Samstag, 31. Mai 2008

Control (Kino Review)



Control

Am 18. Mai 1980 nahm sich Ian Curtis das Leben. Er wurde 23 Jahre alt. Der Sänger der Dark Wave- und Post Punk-Band Joy Division begeisterte mit seiner aussergewöhnlichen Stimme und hat noch heute leidenschaftliche Fans. Trotzdem ist er kein Massenphänomen und der breiten Masse relativ unbekannt. Auf jeden Fall würden 99% der Jugendlichen heute den Namen zum ersten Mal hören. Es ist also klar, dass Anton Corbijns Filmportrait kaum viele Menschen in die Kinosäle locke wird. Schade, denn sie verpassen eine (ebenso wie die Musik) aussergewöhnliche Perle von Film.

Realismus war bei der Umsetzung dieser Biographie offenbar ein wichtiger Aspekt. Wir erleben schliesslich einen normalen jungen Mann, der in den 70er Jahren in einem Städtchen bei Manchester aufwächst, sich langweilt, Drogen ausprobiert, rauchend im Bett liegt und T-Rex hört. Sehr bald heiratet er seine erste grosse Liebe und erst nach einem Konzert der Sex Pistols steigt er bei der Band Warsaw als Sänger ein. Klar, dass der ganze Film wesentlich von der Hauptperson abhängt. Corbijn, welcher Curtis damals zweimal getroffen hat und an mehreren Konzerten von Joy Division war, hatte dabei offensichtlich das richtige Händchen. Neuentdeckung Sam Riley sieht Ian Curtis nicht nur ziemlich ähnlich, während den zwei Stunden ist er Curtis. Er spielt diesen zerissenen Menschen, als hätte er nie etwas anderes getan, und bringt ihn dem Zuschauer unerhört nahe. Ich will mir gar nicht vorstellen, wie der Film mit einer anderen Besetzung hätte in die Hosen gehen können. Auch sonst wurden die Auftritte der Band akribisch genau nachkonstruiert und die meisten Rollen gut bis fantastisch besetzt.
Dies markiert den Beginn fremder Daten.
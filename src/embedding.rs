//! Summary embeddings for the similarity lookup.
//!
//! Embeddings are optional. When `[embedding] provider` is set, every
//! stored summary gets a vector, and
//! [`FingerprintCache::nearest`](crate::cache::FingerprintCache::nearest)
//! can rank cached articles by how close their summaries are.
//!
//! Providers:
//! - **[`DisabledProvider`]**: the default; refuses every call.
//! - **[`OpenAiEmbedder`]**: an OpenAI-compatible `/embeddings` endpoint,
//!   key from `OPENAI_API_KEY`.
//! - **[`OllamaEmbedder`]**: a local Ollama instance's `/api/embed`.
//!
//! ```rust
//! # use paper_digest::config::EmbeddingConfig;
//! # use paper_digest::embedding::create_provider;
//! let provider = create_provider(&EmbeddingConfig::default()).unwrap();
//! assert_eq!(provider.model_name(), "disabled");
//! ```
//!
//! Remote calls go through [`crate::retry`]: 429, 5xx and network errors
//! are retried `max_retries` times with exponential backoff from one second.

use anyhow::{anyhow, bail, Context, Result};
use async_trait::async_trait;
use serde::{Deserialize, Serialize};
use std::sync::Arc;
use std::time::Duration;

use crate::config::EmbeddingConfig;
use crate::retry::{retry, CallError, RetryPolicy};

const OPENAI_DEFAULT_URL: &str = "https://api.openai.com/v1";
const OLLAMA_DEFAULT_URL: &str = "http://localhost:11434";

#[async_trait]
pub trait EmbeddingProvider: Send + Sync {
    fn model_name(&self) -> &str;
    fn dims(&self) -> usize;
    /// One vector per input, in input order.
    async fn embed(&self, texts: &[String]) -> Result<Vec<Vec<f32>>>;
}

/// Embed a single text.
pub async fn embed_one(provider: &dyn EmbeddingProvider, text: &str) -> Result<Vec<f32>> {
    provider
        .embed(&[text.to_string()])
        .await?
        .into_iter()
        .next()
        .ok_or_else(|| anyhow!("embedding response was empty"))
}

pub struct DisabledProvider;

#[async_trait]
impl EmbeddingProvider for DisabledProvider {
    fn model_name(&self) -> &str {
        "disabled"
    }
    fn dims(&self) -> usize {
        0
    }
    async fn embed(&self, _texts: &[String]) -> Result<Vec<Vec<f32>>> {
        bail!("embeddings are disabled; set [embedding] provider in config")
    }
}

#[derive(Serialize)]
struct EmbedRequest<'a> {
    model: &'a str,
    input: &'a [String],
}

// ─── OpenAI-compatible ───────────────────────────────────

#[derive(Deserialize)]
struct OpenAiEmbedResponse {
    data: Vec<OpenAiEmbedding>,
}

#[derive(Deserialize)]
struct OpenAiEmbedding {
    #[serde(default)]
    index: Option<usize>,
    embedding: Vec<f32>,
}

pub struct OpenAiEmbedder {
    client: reqwest::Client,
    url: String,
    api_key: String,
    model: String,
    dims: usize,
    policy: RetryPolicy,
}

impl OpenAiEmbedder {
    /// # Errors
    ///
    /// Fails when `model` or `dims` is missing or `OPENAI_API_KEY` is unset.
    pub fn new(config: &EmbeddingConfig) -> Result<Self> {
        let (model, dims) = model_and_dims(config)?;
        let api_key = std::env::var("OPENAI_API_KEY")
            .ok()
            .filter(|k| !k.trim().is_empty())
            .ok_or_else(|| anyhow!("OPENAI_API_KEY environment variable not set"))?;
        let base = config.url.as_deref().unwrap_or(OPENAI_DEFAULT_URL);
        Ok(Self {
            client: http_client(config)?,
            url: format!("{}/embeddings", base.trim_end_matches('/')),
            api_key,
            model,
            dims,
            policy: retry_policy(config),
        })
    }

    async fn call(&self, texts: &[String]) -> Result<Vec<Vec<f32>>, CallError> {
        let resp = self
            .client
            .post(&self.url)
            .header("Authorization", format!("Bearer {}", self.api_key))
            .json(&EmbedRequest {
                model: &self.model,
                input: texts,
            })
            .send()
            .await?;
        if !resp.status().is_success() {
            let status = resp.status();
            let body = resp.text().await.unwrap_or_default();
            return Err(CallError::from_status("embeddings API", status, &body));
        }
        let body: OpenAiEmbedResponse = resp.json().await?;
        Ok(order_by_index(body))
    }
}

#[async_trait]
impl EmbeddingProvider for OpenAiEmbedder {
    fn model_name(&self) -> &str {
        &self.model
    }
    fn dims(&self) -> usize {
        self.dims
    }
    async fn embed(&self, texts: &[String]) -> Result<Vec<Vec<f32>>> {
        let vectors = retry(&self.policy, "embed summary", |_| self.call(texts)).await?;
        check_shape(vectors, texts.len(), self.dims)
    }
}

fn order_by_index(body: OpenAiEmbedResponse) -> Vec<Vec<f32>> {
    let mut indexed: Vec<(usize, Vec<f32>)> = body
        .data
        .into_iter()
        .enumerate()
        .map(|(position, item)| (item.index.unwrap_or(position), item.embedding))
        .collect();
    indexed.sort_by_key(|(index, _)| *index);
    indexed.into_iter().map(|(_, v)| v).collect()
}

// ─── Ollama ──────────────────────────────────────────────

#[derive(Deserialize)]
struct OllamaEmbedResponse {
    embeddings: Vec<Vec<f32>>,
}

pub struct OllamaEmbedder {
    client: reqwest::Client,
    base_url: String,
    model: String,
    dims: usize,
    policy: RetryPolicy,
}

impl OllamaEmbedder {
    pub fn new(config: &EmbeddingConfig) -> Result<Self> {
        let (model, dims) = model_and_dims(config)?;
        let base = config.url.as_deref().unwrap_or(OLLAMA_DEFAULT_URL);
        Ok(Self {
            client: http_client(config)?,
            base_url: base.trim_end_matches('/').to_string(),
            model,
            dims,
            policy: retry_policy(config),
        })
    }

    async fn call(&self, texts: &[String]) -> Result<Vec<Vec<f32>>, CallError> {
        let resp = self
            .client
            .post(format!("{}/api/embed", self.base_url))
            .json(&EmbedRequest {
                model: &self.model,
                input: texts,
            })
            .send()
            .await
            .map_err(|e| {
                CallError::transient(anyhow!(
                    "Ollama connection error (is Ollama running at {}?): {}",
                    self.base_url,
                    e
                ))
            })?;
        if !resp.status().is_success() {
            let status = resp.status();
            let body = resp.text().await.unwrap_or_default();
            return Err(CallError::from_status("Ollama embed API", status, &body));
        }
        let body: OllamaEmbedResponse = resp.json().await?;
        Ok(body.embeddings)
    }
}

#[async_trait]
impl EmbeddingProvider for OllamaEmbedder {
    fn model_name(&self) -> &str {
        &self.model
    }
    fn dims(&self) -> usize {
        self.dims
    }
    async fn embed(&self, texts: &[String]) -> Result<Vec<Vec<f32>>> {
        let vectors = retry(&self.policy, "embed summary", |_| self.call(texts)).await?;
        check_shape(vectors, texts.len(), self.dims)
    }
}

// ─── Helpers ─────────────────────────────────────────────

fn model_and_dims(config: &EmbeddingConfig) -> Result<(String, usize)> {
    let model = config
        .model
        .clone()
        .ok_or_else(|| anyhow!("embedding.model required for provider '{}'", config.provider))?;
    let dims = config
        .dims
        .ok_or_else(|| anyhow!("embedding.dims required for provider '{}'", config.provider))?;
    Ok((model, dims))
}

fn http_client(config: &EmbeddingConfig) -> Result<reqwest::Client> {
    reqwest::Client::builder()
        .timeout(Duration::from_secs(config.timeout_secs))
        .build()
        .context("Failed to build embedding HTTP client")
}

/// `max_retries` counts retries, so attempts are one more.
fn retry_policy(config: &EmbeddingConfig) -> RetryPolicy {
    RetryPolicy::new(config.max_retries + 1, Duration::from_secs(1))
}

fn check_shape(vectors: Vec<Vec<f32>>, expected_len: usize, dims: usize) -> Result<Vec<Vec<f32>>> {
    if vectors.len() != expected_len {
        bail!(
            "embedding count mismatch: sent {}, received {}",
            expected_len,
            vectors.len()
        );
    }
    if let Some(bad) = vectors.iter().find(|v| v.len() != dims) {
        bail!("embedding dims mismatch: expected {}, got {}", dims, bad.len());
    }
    Ok(vectors)
}

/// Build the configured provider.
pub fn create_provider(config: &EmbeddingConfig) -> Result<Arc<dyn EmbeddingProvider>> {
    match config.provider.as_str() {
        "disabled" => Ok(Arc::new(DisabledProvider)),
        "openai" => Ok(Arc::new(OpenAiEmbedder::new(config)?)),
        "ollama" => Ok(Arc::new(OllamaEmbedder::new(config)?)),
        other => bail!("Unknown embedding provider: {}", other),
    }
}

/// Cosine of the angle between `a` and `b`, in `[-1.0, 1.0]`.
///
/// ```text
///            a · b
/// cos(θ) = ─────────
///          ‖a‖ × ‖b‖
/// ```
///
/// Empty, mismatched or zero-length vectors score `0.0`.
pub fn cosine_similarity(a: &[f32], b: &[f32]) -> f32 {
    if a.len() != b.len() || a.is_empty() {
        return 0.0;
    }
    let (dot, norm_a, norm_b) = a
        .iter()
        .zip(b)
        .fold((0.0f32, 0.0f32, 0.0f32), |(d, na, nb), (x, y)| {
            (d + x * y, na + x * x, nb + y * y)
        });
    let denom = norm_a.sqrt() * norm_b.sqrt();
    if denom < f32::EPSILON {
        0.0
    } else {
        dot / denom
    }
}

#[cfg(test)]
mod tests {
    use super::*;

    #[test]
    fn cosine_basics() {
        let v = [1.0, 2.0, 3.0];
        assert!((cosine_similarity(&v, &v) - 1.0).abs() < 1e-6);
        assert!(cosine_similarity(&[1.0, 0.0], &[0.0, 1.0]).abs() < 1e-6);
        assert!((cosine_similarity(&[1.0, 0.0], &[-2.0, 0.0]) + 1.0).abs() < 1e-6);
    }

    #[test]
    fn cosine_degenerate_inputs() {
        assert_eq!(cosine_similarity(&[], &[]), 0.0);
        assert_eq!(cosine_similarity(&[1.0, 2.0], &[1.0]), 0.0);
        assert_eq!(cosine_similarity(&[0.0, 0.0], &[1.0, 1.0]), 0.0);
    }

    #[test]
    fn openai_vectors_follow_index() {
        let body: OpenAiEmbedResponse = serde_json::from_str(
            r#"{"data":[{"index":1,"embedding":[0.0,1.0]},{"index":0,"embedding":[1.0,0.0]}]}"#,
        )
        .unwrap();
        assert_eq!(order_by_index(body), vec![vec![1.0, 0.0], vec![0.0, 1.0]]);
    }

    #[test]
    fn ollama_body_shape() {
        let body: OllamaEmbedResponse =
            serde_json::from_str(r#"{"model":"nomic-embed-text","embeddings":[[0.5,0.5]]}"#)
                .unwrap();
        assert_eq!(body.embeddings, vec![vec![0.5, 0.5]]);
        assert!(serde_json::from_str::<OllamaEmbedResponse>("{}").is_err());
    }

    #[test]
    fn shape_is_checked() {
        assert!(check_shape(vec![vec![1.0, 2.0]], 1, 2).is_ok());
        assert!(check_shape(vec![vec![1.0]], 1, 2).is_err());
        assert!(check_shape(vec![], 1, 2).is_err());
    }

    #[test]
    fn ollama_requires_model_and_dims() {
        let config = EmbeddingConfig {
            provider: "ollama".into(),
            ..EmbeddingConfig::default()
        };
        let err = create_provider(&config).err().unwrap();
        assert!(err.to_string().contains("embedding.model"));

        let config = EmbeddingConfig {
            provider: "ollama".into(),
            model: Some("nomic-embed-text".into()),
            dims: Some(768),
            ..EmbeddingConfig::default()
        };
        assert_eq!(create_provider(&config).unwrap().dims(), 768);
    }

    #[tokio::test]
    async fn disabled_provider_refuses() {
        let provider = create_provider(&EmbeddingConfig::default()).unwrap();
        assert_eq!(provider.dims(), 0);
        assert!(embed_one(provider.as_ref(), "text").await.is_err());
    }
}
Ian Curtis ist ein Phänomen. Ein verschlossener, unsicherer, schweigsamer junger Mann, ein Poet, der auf der Bühne seine Seele ins Mikrophon singt und eine ganz spezielle Ausstrahlung verbreitet. Aber er ist kein Superstar. Er bleibt bis zu seinem Tod ein "normaler", nicht vom Ruhm überschütteter Mensch, keine Frauen belagern kreischend sein Haus, die Konzerte finden vor einem nach heutigen Massstäben mickrigen Publikum statt. Und es ist auch nicht ausschliesslich der künstlerische Druck und die Tatsache, dass das Publikum immer mehr und mehr fordert, an dem er schlussendlich zerbricht. Hinzu kommt Curtis' ständige Angst bezüglich seiner Epilepsie und den Tabletten dagegen und seine privaten Probleme mit seiner Frau und seiner Affäre Annik Honoré, von denen beiden er nicht loskommt. Natürlich muss man dem Stil von Joy Division etwas abgewinnen können, um den Film zu mögen, aber er spricht sehr wohl universelle und existenzielle Themen an.
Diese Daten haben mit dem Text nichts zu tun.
//! Boundary-aware text chunker.
//!
//! Splits article text into [`Chunk`]s that respect the configured
//! `max_tokens` limit. Breaks prefer paragraph boundaries, then sentence
//! ends, then word gaps; a single word longer than a whole chunk is split
//! between characters as a last resort.
//!
//! Consecutive chunks share roughly `overlap_tokens` of context: each chunk
//! after the first starts with the tail of its predecessor. The shared
//! prefix is recorded in [`Chunk::overlap_len`] so [`reassemble`] can drop
//! it and rebuild the normalized input exactly.
//!
//! Chunking is a pure function of `(text, max_tokens, overlap_tokens)`;
//! every chunk's text is a contiguous slice of the normalized input.

use sha2::{Digest, Sha256};

use crate::config::ChunkingConfig;
use crate::models::{Boundary, Chunk};

/// Approximate chars-per-token ratio.
pub const CHARS_PER_TOKEN: usize = 4;

/// Token estimate used for every budget decision.
pub fn estimate_tokens(text: &str) -> usize {
    text.chars().count().div_ceil(CHARS_PER_TOKEN)
}

/// Collapse intra-paragraph whitespace to single spaces and separate
/// paragraphs (blank-line delimited) with exactly `\n\n`.
pub fn normalize_whitespace(text: &str) -> String {
    let mut paragraphs = Vec::new();
    let mut current: Vec<&str> = Vec::new();
    for line in text.lines() {
        if line.trim().is_empty() {
            if !current.is_empty() {
                paragraphs.push(current.join(" "));
                current.clear();
            }
            continue;
        }
        current.extend(line.split_whitespace());
    }
    if !current.is_empty() {
        paragraphs.push(current.join(" "));
    }
    paragraphs.join("\n\n")
}

/// Split text into chunks. Returns at least one chunk, with contiguous
/// indices starting at 0.
pub fn chunk_text(article_id: &str, text: &str, config: &ChunkingConfig) -> Vec<Chunk> {
    let normalized = normalize_whitespace(text);
    let max_chars = config.max_tokens.max(1) * CHARS_PER_TOKEN;
    let overlap_chars = config.overlap_tokens * CHARS_PER_TOKEN;

    if normalized.is_empty() {
        return vec![make_chunk(article_id, 0, "", 0, Boundary::Start)];
    }

    // Leave room for the overlap prefix and its separator.
    let budget = if overlap_chars == 0 {
        max_chars
    } else {
        max_chars.saturating_sub(overlap_chars + 2).max(1)
    };

    let mut packer = Packer::new(article_id, budget, overlap_chars);
    for (p, paragraph) in normalized.split("\n\n").enumerate() {
        let boundary = if p == 0 {
            Boundary::Start
        } else {
            Boundary::Paragraph
        };
        packer.push_paragraph(paragraph, boundary);
    }
    packer.finish()
}

/// Rebuild the normalized text from a complete, ordered chunk list.
pub fn reassemble(chunks: &[Chunk]) -> String {
    let mut out = String::new();
    for chunk in chunks {
        out.push_str(chunk.boundary.separator());
        out.push_str(chunk.own_text());
    }
    out
}

struct Packer<'a> {
    article_id: &'a str,
    budget: usize,
    overlap_chars: usize,
    chunks: Vec<Chunk>,
    body: String,
    body_chars: usize,
    boundary: Boundary,
}

impl<'a> Packer<'a> {
    fn new(article_id: &'a str, budget: usize, overlap_chars: usize) -> Self {
        Self {
            article_id,
            budget,
            overlap_chars,
            chunks: Vec::new(),
            body: String::new(),
            body_chars: 0,
            boundary: Boundary::Start,
        }
    }

    fn push_paragraph(&mut self, paragraph: &str, boundary: Boundary) {
        if paragraph.chars().count() <= self.budget {
            self.push(paragraph, boundary);
            return;
        }
        for (s, sentence) in sentences(paragraph).into_iter().enumerate() {
            let boundary = if s == 0 { boundary } else { Boundary::Space };
            self.push_sentence(&sentence, boundary);
        }
    }

    fn push_sentence(&mut self, sentence: &str, boundary: Boundary) {
        if sentence.chars().count() <= self.budget {
            self.push(sentence, boundary);
            return;
        }
        for (w, word) in sentence.split(' ').enumerate() {
            let boundary = if w == 0 { boundary } else { Boundary::Space };
            self.push_word(word, boundary);
        }
    }

    fn push_word(&mut self, word: &str, boundary: Boundary) {
        if word.chars().count() <= self.budget {
            self.push(word, boundary);
            return;
        }
        let chars: Vec<char> = word.chars().collect();
        for (i, piece) in chars.chunks(self.budget).enumerate() {
            let piece: String = piece.iter().collect();
            let boundary = if i == 0 { boundary } else { Boundary::Split };
            self.push(&piece, boundary);
        }
    }

    /// Append a segment that fits within the budget on its own.
    fn push(&mut self, segment: &str, boundary: Boundary) {
        let len = segment.chars().count();
        if self.body.is_empty() {
            self.start(segment, len, boundary);
            return;
        }
        let sep = boundary.separator();
        if self.body_chars + sep.len() + len <= self.budget {
            self.body.push_str(sep);
            self.body.push_str(segment);
            self.body_chars += sep.len() + len;
        } else {
            self.flush();
            self.start(segment, len, boundary);
        }
    }

    fn start(&mut self, segment: &str, len: usize, boundary: Boundary) {
        self.body.push_str(segment);
        self.body_chars = len;
        self.boundary = boundary;
    }

    fn flush(&mut self) {
        if self.body.is_empty() {
            return;
        }
        let index = self.chunks.len();
        let prefix = match self.chunks.last() {
            Some(prev) if self.overlap_chars > 0 => {
                overlap_tail(prev.own_text(), self.overlap_chars).to_string()
            }
            _ => String::new(),
        };

        let (text, overlap_len) = if prefix.is_empty() {
            (std::mem::take(&mut self.body), 0)
        } else {
            let sep = self.boundary.separator();
            let overlap_len = prefix.len() + sep.len();
            (format!("{}{}{}", prefix, sep, self.body), overlap_len)
        };
        self.body.clear();
        self.body_chars = 0;

        self.chunks.push(make_chunk(
            self.article_id,
            index,
            &text,
            overlap_len,
            self.boundary,
        ));
    }

    fn finish(mut self) -> Vec<Chunk> {
        self.flush();
        self.chunks
    }
}

/// Split a whitespace-normalized paragraph after sentence-ending words.
fn sentences(paragraph: &str) -> Vec<String> {
    let mut out = Vec::new();
    let mut current: Vec<&str> = Vec::new();
    for word in paragraph.split(' ') {
        current.push(word);
        if ends_sentence(word) {
            out.push(current.join(" "));
            current.clear();
        }
    }
    if !current.is_empty() {
        out.push(current.join(" "));
    }
    out
}

fn ends_sentence(word: &str) -> bool {
    word.trim_end_matches(['"', '\'', ')', ']'])
        .ends_with(['.', '!', '?'])
}

/// Last `max_chars` characters of `text`, advanced to a word start when
/// the cut lands mid-word.
fn overlap_tail(text: &str, max_chars: usize) -> &str {
    let total = text.chars().count();
    if total <= max_chars {
        return text;
    }
    let start = text
        .char_indices()
        .nth(total - max_chars)
        .map(|(i, _)| i)
        .unwrap_or(0);
    let tail = &text[start..];
    match tail.find([' ', '\n']) {
        Some(pos) if !tail[pos..].trim().is_empty() => tail[pos..].trim_start(),
        _ => tail,
    }
}

fn make_chunk(
    article_id: &str,
    index: usize,
    text: &str,
    overlap_len: usize,
    boundary: Boundary,
) -> Chunk {
    let mut hasher = Sha256::new();
    hasher.update(text.as_bytes());
    let hash = format!("{:x}", hasher.finalize());

    Chunk {
        article_id: article_id.to_string(),
        sequence_index: index,
        text: text.to_string(),
        token_count: estimate_tokens(text),
        overlap_len,
        boundary,
        hash,
    }
}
Man sieht jeder Sekunde des Filmes an, dass hier ein preisgekrönter Photograph am Werk war. Im höchst positiven Sinne. Die schwarzweiss-Bilder, die Corbijn gezaubert hat, sind grossartig und allein ihretwegen lohnt sich der Kinobesuch. Er arbeitet gekonnt mit Belichtung und Bildkomposition, sodass man eigentlich jedes einzelne Bild ausdrucken und an die Wand hängen könnte. Der Film harmoniert auch vollkommen mit der Musik von Joy Division - düster, tranceartig, melancholisch, wütend, persönlich. Die Stücke sind denn auch genial eingebunden und untermalen perfekt. Wenn am Schluss Atmosphere (meiner Meinung nach Joy Division's bester Song) erklingt, ist das Gänsehaut pur. Und danach kann man schwer beeindruckt und berührt das Kino verlassen.
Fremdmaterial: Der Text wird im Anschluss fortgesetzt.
//! Bounded exponential backoff for calls to external services.
//!
//! Callers classify each failure as transient (network error, timeout,
//! HTTP 429 or 5xx) or permanent (other 4xx, unparseable payload, not
//! found). Transient failures are retried with delays of `base`, `2×base`,
//! `4×base`, … capped at [`MAX_DELAY`]; permanent failures stop immediately.

use std::future::Future;
use std::time::Duration;

use reqwest::StatusCode;
use thiserror::Error;

/// Upper bound on a single backoff sleep.
pub const MAX_DELAY: Duration = Duration::from_secs(32);

#[derive(Debug, Clone, Copy, PartialEq, Eq)]
pub struct RetryPolicy {
    pub max_attempts: u32,
    pub base_delay: Duration,
}

impl RetryPolicy {
    pub fn new(max_attempts: u32, base_delay: Duration) -> Self {
        Self {
            max_attempts: max_attempts.max(1),
            base_delay,
        }
    }

    /// Single attempt, no sleeping.
    pub fn none() -> Self {
        Self::new(1, Duration::ZERO)
    }

    /// Delay before attempt `attempt + 1`, given that `attempt` just failed.
    pub fn delay_after(&self, attempt: u32) -> Duration {
        let exp = attempt.saturating_sub(1).min(5);
        self.base_delay.saturating_mul(1 << exp).min(MAX_DELAY)
    }
}

/// A failed call, tagged with whether retrying could help.
#[derive(Debug)]
pub enum CallError {
    Transient(anyhow::Error),
    Permanent(anyhow::Error),
}

impl CallError {
    pub fn transient(err: impl Into<anyhow::Error>) -> Self {
        CallError::Transient(err.into())
    }

    pub fn permanent(err: impl Into<anyhow::Error>) -> Self {
        CallError::Permanent(err.into())
    }

    pub fn is_transient(&self) -> bool {
        matches!(self, CallError::Transient(_))
    }

    pub fn into_inner(self) -> anyhow::Error {
        match self {
            CallError::Transient(e) | CallError::Permanent(e) => e,
        }
    }

    /// Classify a non-success HTTP status from `service`.
    pub fn from_status(service: &str, status: StatusCode, body: &str) -> Self {
        let snippet: String = body.chars().take(300).collect();
        let err = anyhow::anyhow!("{} returned {}: {}", service, status, snippet.trim());
        if status == StatusCode::TOO_MANY_REQUESTS || status.is_server_error() {
            CallError::Transient(err)
        } else {
            CallError::Permanent(err)
        }
    }
}

impl std::fmt::Display for CallError {
    fn fmt(&self, f: &mut std::fmt::Formatter<'_>) -> std::fmt::Result {
        match self {
            CallError::Transient(e) => write!(f, "{:#}", e),
            CallError::Permanent(e) => write!(f, "{:#}", e),
        }
    }
}

impl From<reqwest::Error> for CallError {
    fn from(err: reqwest::Error) -> Self {
        if err.is_timeout() || err.is_connect() || err.is_request() {
            return CallError::Transient(err.into());
        }
        match err.status() {
            Some(status) if status == StatusCode::TOO_MANY_REQUESTS || status.is_server_error() => {
                CallError::Transient(err.into())
            }
            _ => CallError::Permanent(err.into()),
        }
    }
}

/// The final failure of a retried operation.
#[derive(Debug, Error)]
#[error("{what} failed after {attempts} attempt(s): {error:#}")]
pub struct RetryError {
    pub what: String,
    pub attempts: u32,
    /// False when a permanent failure stopped the loop early.
    pub exhausted: bool,
    pub error: anyhow::Error,
}

impl RetryError {
    pub fn cause(&self) -> String {
        format!("{:#}", self.error)
    }
}

/// Run `op` until it succeeds, fails permanently, or the policy's attempt
/// budget is spent. `op` receives the 1-based attempt number.
pub async fn retry<T, F, Fut>(policy: &RetryPolicy, what: &str, mut op: F) -> Result<T, RetryError>
where
    F: FnMut(u32) -> Fut,
    Fut: Future<Output = Result<T, CallError>>,
{
    let mut attempt = 0;
    loop {
        attempt += 1;
        match op(attempt).await {
            Ok(value) => return Ok(value),
            Err(CallError::Permanent(error)) => {
                return Err(RetryError {
                    what: what.to_string(),
                    attempts: attempt,
                    exhausted: false,
                    error,
                });
            }
            Err(CallError::Transient(error)) => {
                if attempt >= policy.max_attempts {
                    return Err(RetryError {
                        what: what.to_string(),
                        attempts: attempt,
                        exhausted: true,
                        error,
                    });
                }
                let delay = policy.delay_after(attempt);
                tracing::warn!(
                    what,
                    attempt,
                    delay_ms = delay.as_millis() as u64,
                    error = %format!("{:#}", error),
                    "transient failure, backing off"
                );
                tokio::time::sleep(delay).await;
            }
        }
    }
}

#[cfg(test)]
mod tests {
    use super::*;
    use std::sync::atomic::{AtomicU32, Ordering};

    fn fast(max_attempts: u32) -> RetryPolicy {
        RetryPolicy::new(max_attempts, Duration::from_millis(1))
    }

    #[test]
    fn delays_double_and_cap() {
        let policy = RetryPolicy::new(10, Duration::from_secs(1));
        assert_eq!(policy.delay_after(1), Duration::from_secs(1));
        assert_eq!(policy.delay_after(2), Duration::from_secs(2));
        assert_eq!(policy.delay_after(3), Duration::from_secs(4));
        assert_eq!(policy.delay_after(9), MAX_DELAY);
    }

    #[test]
    fn zero_attempts_means_one() {
        assert_eq!(RetryPolicy::new(0, Duration::ZERO).max_attempts, 1);
    }

    #[test]
    fn status_classification() {
        assert!(CallError::from_status("x", StatusCode::TOO_MANY_REQUESTS, "").is_transient());
        assert!(CallError::from_status("x", StatusCode::BAD_GATEWAY, "").is_transient());
        assert!(!CallError::from_status("x", StatusCode::NOT_FOUND, "").is_transient());
    }

    #[tokio::test]
    async fn transient_failures_retry_until_success() {
        let calls = AtomicU32::new(0);
        let result = retry(&fast(3), "flaky", |attempt| {
            calls.fetch_add(1, Ordering::SeqCst);
            async move {
                if attempt < 3 {
                    Err(CallError::transient(anyhow::anyhow!("503")))
                } else {
                    Ok(attempt)
                }
            }
        })
        .await
        .unwrap();
        assert_eq!(result, 3);
        assert_eq!(calls.load(Ordering::SeqCst), 3);
    }

    #[tokio::test]
    async fn attempts_are_bounded() {
        let calls = AtomicU32::new(0);
        let err = retry(&fast(3), "down", |_| {
            calls.fetch_add(1, Ordering::SeqCst);
            async { Err::<(), _>(CallError::transient(anyhow::anyhow!("connection refused"))) }
        })
        .await
        .unwrap_err();
        assert_eq!(calls.load(Ordering::SeqCst), 3);
        assert_eq!(err.attempts, 3);
        assert!(err.exhausted);
        assert!(err.to_string().contains("connection refused"));
    }

    #[tokio::test]
    async fn permanent_failure_is_not_retried() {
        let calls = AtomicU32::new(0);
        let err = retry(&fast(3), "missing", |_| {
            calls.fetch_add(1, Ordering::SeqCst);
            async { Err::<(), _>(CallError::permanent(anyhow::anyhow!("404"))) }
        })
        .await
        .unwrap_err();
        assert_eq!(calls.load(Ordering::SeqCst), 1);
        assert!(!err.exhausted);
    }
}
Fazit: Anton Corbijn hat mit Control ein zutiefst menschliches und intimes Portrait eines zerrissenen Mannes geschaffen. Ein kleines Meisterwerk des modernen englischen Kinos.

abgerundet ca. 9 von 10 Punkten

1 Kommentar:

Adalira hat gesagt…

Einfach nur wunderschön. Grossartiger Film. Fesselnd von Anfang bis Ende. Kann mich deinem Review eigentlich nur anschliessen. Die Bildsprache ist einzigartig und mit viel Liebe zum Detail... Das Portrait von Ian, seine Zerrissenheit berührt zutiefst. Ein Meisterwerk.